Exercise brief :: Select, from the material below, each line with "body" in it.

___ Entries supplied ___

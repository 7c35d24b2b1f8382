// SPDX-License-Identifier: MPL-2.0
// This Source Code Form is subject to the terms of the Mozilla Public
// License, v. 2.0. If a copy of the MPL was not distributed with this
// file, You can obtain one at https://mozilla.org/MPL/2.0/.

//! Wire codec for the KSHELL line protocol.
//!
//! Pure functions that build outgoing command lines and parse incoming
//! response lines. No I/O happens here; [`LineTransport`] owns the socket
//! and [`DeviceSession`] drives the exchange.
//!
//! Device responses are CR LF terminated. Request lines are terminated by a
//! single `\n` on the wire — that asymmetry is what the NETIO-230A firmware
//! expects and must not be "fixed".
//!
//! [`LineTransport`]: crate::protocol::LineTransport
//! [`DeviceSession`]: crate::DeviceSession

use std::fmt::Write as _;

use md5::{Digest, Md5};

use crate::error::{Error, Result};

/// Line terminator used by the device for every response.
pub const LINE_ENDING: &str = "\r\n";

/// Leading token of the greeting banner.
const GREETING_PREFIX: &str = "100 HELLO ";

/// Length of the hex challenge embedded in the greeting.
const CHALLENGE_LEN: usize = 8;

/// Success prefix of a generic command response.
const SUCCESS_PREFIX: &str = "250 ";

/// The exact login success line.
const LOGIN_OK: &str = "250 OK\r\n";

/// Builds the raw bytes for one request line.
///
/// The command is ASCII; the request framing appends `\n` only.
#[must_use]
pub fn build_command(command: &str) -> Vec<u8> {
    let mut line = Vec::with_capacity(command.len() + 1);
    line.extend_from_slice(command.as_bytes());
    line.push(b'\n');
    line
}

/// Parses the greeting banner and extracts the login challenge.
///
/// Exactly three forms are accepted, case-sensitive and anchored to the
/// full line including the terminator:
///
/// - `100 HELLO XXXXXXXX\r\n`
/// - `100 HELLO XXXXXXXX - KSHELL V1.1\r\n`
/// - `100 HELLO XXXXXXXX - KSHELL V1.2\r\n`
///
/// where `XXXXXXXX` is eight uppercase hex digits.
///
/// # Errors
///
/// Returns [`Error::ProtocolMismatch`] carrying the raw line for any other
/// content.
pub fn parse_greeting(line: &str) -> Result<&str> {
    let mismatch = || Error::ProtocolMismatch {
        greeting: line.to_string(),
    };

    let body = line
        .strip_prefix(GREETING_PREFIX)
        .and_then(|rest| rest.strip_suffix(LINE_ENDING))
        .ok_or_else(mismatch)?;

    if body.len() < CHALLENGE_LEN || !body.is_char_boundary(CHALLENGE_LEN) {
        return Err(mismatch());
    }
    let (challenge, tail) = body.split_at(CHALLENGE_LEN);

    let is_upper_hex = |c: char| c.is_ascii_digit() || ('A'..='F').contains(&c);
    if !challenge.chars().all(is_upper_hex) {
        return Err(mismatch());
    }

    match tail {
        "" | " - KSHELL V1.1" | " - KSHELL V1.2" => Ok(challenge),
        _ => Err(mismatch()),
    }
}

/// Builds the hashed login command.
///
/// The digest is the lowercase hex MD5 of the ASCII concatenation
/// `username + password + challenge`, with the challenge taken verbatim
/// from the greeting. Only the hash crosses the wire, never the password.
#[must_use]
pub fn build_secure_login(username: &str, password: &str, challenge: &str) -> String {
    let mut hasher = Md5::new();
    hasher.update(username.as_bytes());
    hasher.update(password.as_bytes());
    hasher.update(challenge.as_bytes());
    let digest = hasher.finalize();

    let mut hex = String::with_capacity(digest.len() * 2);
    for byte in digest {
        let _ = write!(hex, "{byte:02x}");
    }

    format!("clogin {username} {hex}")
}

/// Builds the cleartext login command.
#[must_use]
pub fn build_plain_login(username: &str, password: &str) -> String {
    format!("login {username} {password}")
}

/// Checks the response to a login command.
///
/// # Errors
///
/// Returns [`Error::AuthFailed`] with the raw line unless it is exactly
/// `250 OK\r\n`.
pub fn parse_login_result(line: &str) -> Result<()> {
    if line == LOGIN_OK {
        Ok(())
    } else {
        Err(Error::AuthFailed {
            response: line.to_string(),
        })
    }
}

/// Checks and strips a generic command response.
///
/// With `expect_success`, the line must start with `250 `; the returned
/// payload is the line with that prefix and the terminator stripped.
/// Without it (used for commands such as `reboot` whose reply may not be a
/// `250`), the trimmed raw line is returned unconditionally and
/// classification is left to the caller.
///
/// # Errors
///
/// Returns [`Error::CommandFailed`] carrying the command and the raw line
/// when a `250` was expected but not received.
pub fn parse_command_result(command: &str, line: &str, expect_success: bool) -> Result<String> {
    let trimmed = line.strip_suffix(LINE_ENDING).unwrap_or(line);
    if !expect_success {
        return Ok(trimmed.to_string());
    }
    match trimmed.strip_prefix(SUCCESS_PREFIX) {
        Some(payload) => Ok(payload.to_string()),
        None => Err(Error::CommandFailed {
            command: command.to_string(),
            response: line.to_string(),
        }),
    }
}

/// Splits a response line on whitespace, honoring quoted substrings.
///
/// A `port setup` answer quotes socket names that contain spaces, e.g.
/// `"Table Lamp" manual 5 1` is four fields. Both double and single quotes
/// group; the quotes themselves are not part of the field.
#[must_use]
pub fn split_fields(line: &str) -> Vec<String> {
    let mut fields = Vec::new();
    let mut current = String::new();
    let mut in_field = false;
    let mut quote: Option<char> = None;

    for c in line.chars() {
        match quote {
            Some(q) if c == q => quote = None,
            Some(_) => current.push(c),
            None if c == '"' || c == '\'' => {
                in_field = true;
                quote = Some(c);
            }
            None if c.is_whitespace() => {
                if in_field {
                    fields.push(std::mem::take(&mut current));
                    in_field = false;
                }
            }
            None => {
                in_field = true;
                current.push(c);
            }
        }
    }
    if in_field {
        fields.push(current);
    }
    fields
}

___

Reply ::
    let body = line
    if body.len() < CHALLENGE_LEN || !body.is_char_boundary(CHALLENGE_LEN) {
    let (challenge, tail) = body.split_at(CHALLENGE_LEN);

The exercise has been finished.